Exercise details ::
What number of lines in the entries hold the string "false"? Answer with it alone.

-- Opening Marker --

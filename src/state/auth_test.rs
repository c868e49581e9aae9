use super::*;
use crate::state::session::{TOKEN_KEY, USER_KEY};
use crate::storage::{MemoryStorage, Storage};

fn user(role: Role) -> User {
    User { id: "u-1".into(), name: "Ada".into(), email: "ada@example.com".into(), role }
}

fn context() -> (Arc<MemoryStorage>, AuthContext) {
    let storage = Arc::new(MemoryStorage::new());
    let auth = AuthContext::new(SessionStore::new(storage.clone()));
    (storage, auth)
}

// =============================================================================
// AuthState
// =============================================================================

#[test]
fn new_context_is_hydrating() {
    let (_, auth) = context();
    let state = auth.state();
    assert!(state.is_loading);
    assert!(state.user.is_none());
    assert_eq!(auth.phase(), AuthPhase::Hydrating);
}

#[test]
fn phase_derivation() {
    let anon = AuthState { user: None, is_loading: false };
    assert_eq!(anon.phase(), AuthPhase::Anonymous);

    let signed_in = AuthState { user: Some(user(Role::Admin)), is_loading: false };
    assert_eq!(signed_in.phase(), AuthPhase::Authenticated(user(Role::Admin)));
    assert_eq!(signed_in.role(), Some(Role::Admin));
}

// =============================================================================
// hydrate
// =============================================================================

#[tokio::test]
async fn hydrate_empty_storage_is_anonymous() {
    let (_, auth) = context();
    auth.hydrate().await;
    assert_eq!(auth.phase(), AuthPhase::Anonymous);
    assert!(!auth.state().is_loading);
}

#[tokio::test]
async fn hydrate_restores_stored_user() {
    let (storage, auth) = context();
    storage.set(TOKEN_KEY, "tok").unwrap();
    storage.set(USER_KEY, &serde_json::to_string(&user(Role::Customer)).unwrap()).unwrap();

    auth.hydrate().await;
    assert_eq!(auth.phase(), AuthPhase::Authenticated(user(Role::Customer)));
}

#[tokio::test]
async fn hydrate_corrupt_storage_finishes_anonymous() {
    let (storage, auth) = context();
    storage.set(TOKEN_KEY, "tok").unwrap();
    storage.set(USER_KEY, "][").unwrap();

    auth.hydrate().await;
    assert_eq!(auth.phase(), AuthPhase::Anonymous);
    assert_eq!(storage.get(TOKEN_KEY), None);
}

#[tokio::test]
async fn loading_clears_once_and_never_returns() {
    let (storage, auth) = context();
    storage.set(TOKEN_KEY, "tok").unwrap();
    storage.set(USER_KEY, &serde_json::to_string(&user(Role::Customer)).unwrap()).unwrap();
    let mut rx = auth.subscribe();

    auth.hydrate().await;
    assert!(rx.has_changed().unwrap());
    assert!(!rx.borrow_and_update().is_loading);

    auth.hydrate().await;
    assert!(!rx.has_changed().unwrap(), "second hydrate must not emit");

    auth.logout();
    assert!(!auth.state().is_loading);
    auth.login("tok-2".into(), user(Role::Admin)).unwrap();
    assert!(!auth.state().is_loading);
    auth.hydrate().await;
    assert_eq!(auth.state().user, Some(user(Role::Admin)));
}

#[tokio::test]
async fn login_before_hydrate_survives_hydration() {
    let (_, auth) = context();
    auth.login("tok".into(), user(Role::Admin)).unwrap();
    assert!(auth.state().is_loading);

    auth.hydrate().await;
    assert_eq!(auth.phase(), AuthPhase::Authenticated(user(Role::Admin)));
}

// =============================================================================
// login / logout
// =============================================================================

#[tokio::test]
async fn login_persists_and_authenticates() {
    let (storage, auth) = context();
    auth.hydrate().await;

    auth.login("tok-9".into(), user(Role::Customer)).unwrap();
    assert_eq!(auth.user(), Some(user(Role::Customer)));
    assert_eq!(storage.get(TOKEN_KEY).as_deref(), Some("tok-9"));
    assert_eq!(auth.session().read().map(|s| s.user), Some(user(Role::Customer)));
}

#[tokio::test]
async fn login_overwrites_previous_user() {
    let (_, auth) = context();
    auth.hydrate().await;
    auth.login("a".into(), user(Role::Customer)).unwrap();
    let other = User { id: "u-2".into(), name: "Bo".into(), email: "bo@example.com".into(), role: Role::Admin };
    auth.login("b".into(), other.clone()).unwrap();
    assert_eq!(auth.user(), Some(other));
    assert_eq!(auth.session().token().as_deref(), Some("b"));
}

#[tokio::test]
async fn logout_twice_is_anonymous_without_error() {
    let (storage, auth) = context();
    auth.hydrate().await;
    auth.login("tok".into(), user(Role::Customer)).unwrap();

    auth.logout();
    assert_eq!(auth.phase(), AuthPhase::Anonymous);
    auth.logout();
    assert_eq!(auth.phase(), AuthPhase::Anonymous);
    assert_eq!(storage.get(TOKEN_KEY), None);
    assert_eq!(storage.get(USER_KEY), None);
}

#[tokio::test]
async fn logout_when_anonymous_does_not_notify() {
    let (_, auth) = context();
    auth.hydrate().await;
    let mut rx = auth.subscribe();
    rx.borrow_and_update();

    auth.logout();
    assert!(!rx.has_changed().unwrap());
}

// =============================================================================
// interrupted hydration
// =============================================================================

struct SlowStorage {
    inner: MemoryStorage,
    delay: std::time::Duration,
}

impl Storage for SlowStorage {
    fn get(&self, key: &str) -> Option<String> {
        std::thread::sleep(self.delay);
        self.inner.get(key)
    }

    fn set(&self, key: &str, value: &str) -> Result<(), StorageError> {
        self.inner.set(key, value)
    }

    fn remove(&self, key: &str) -> Result<(), StorageError> {
        self.inner.remove(key)
    }
}

#[tokio::test]
async fn dropped_hydrate_still_finishes() {
    let storage = Arc::new(SlowStorage { inner: MemoryStorage::new(), delay: std::time::Duration::from_millis(200) });
    storage.set(TOKEN_KEY, "tok").unwrap();
    storage.set(USER_KEY, &serde_json::to_string(&user(Role::Customer)).unwrap()).unwrap();
    let auth = AuthContext::new(SessionStore::new(storage));

    let first = tokio::time::timeout(std::time::Duration::from_millis(10), auth.hydrate()).await;
    assert!(first.is_err());
    assert!(auth.state().is_loading);

    auth.hydrate().await;
    assert!(!auth.state().is_loading);
    assert_eq!(auth.phase(), AuthPhase::Authenticated(user(Role::Customer)));
}

#[tokio::test]
async fn concurrent_hydrate_callers_both_see_result() {
    let storage = Arc::new(SlowStorage { inner: MemoryStorage::new(), delay: std::time::Duration::from_millis(50) });
    let auth = AuthContext::new(SessionStore::new(storage));

    tokio::join!(auth.hydrate(), auth.hydrate());
    assert_eq!(auth.phase(), AuthPhase::Anonymous);
}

-- Closing Marker --

Answer below ::
2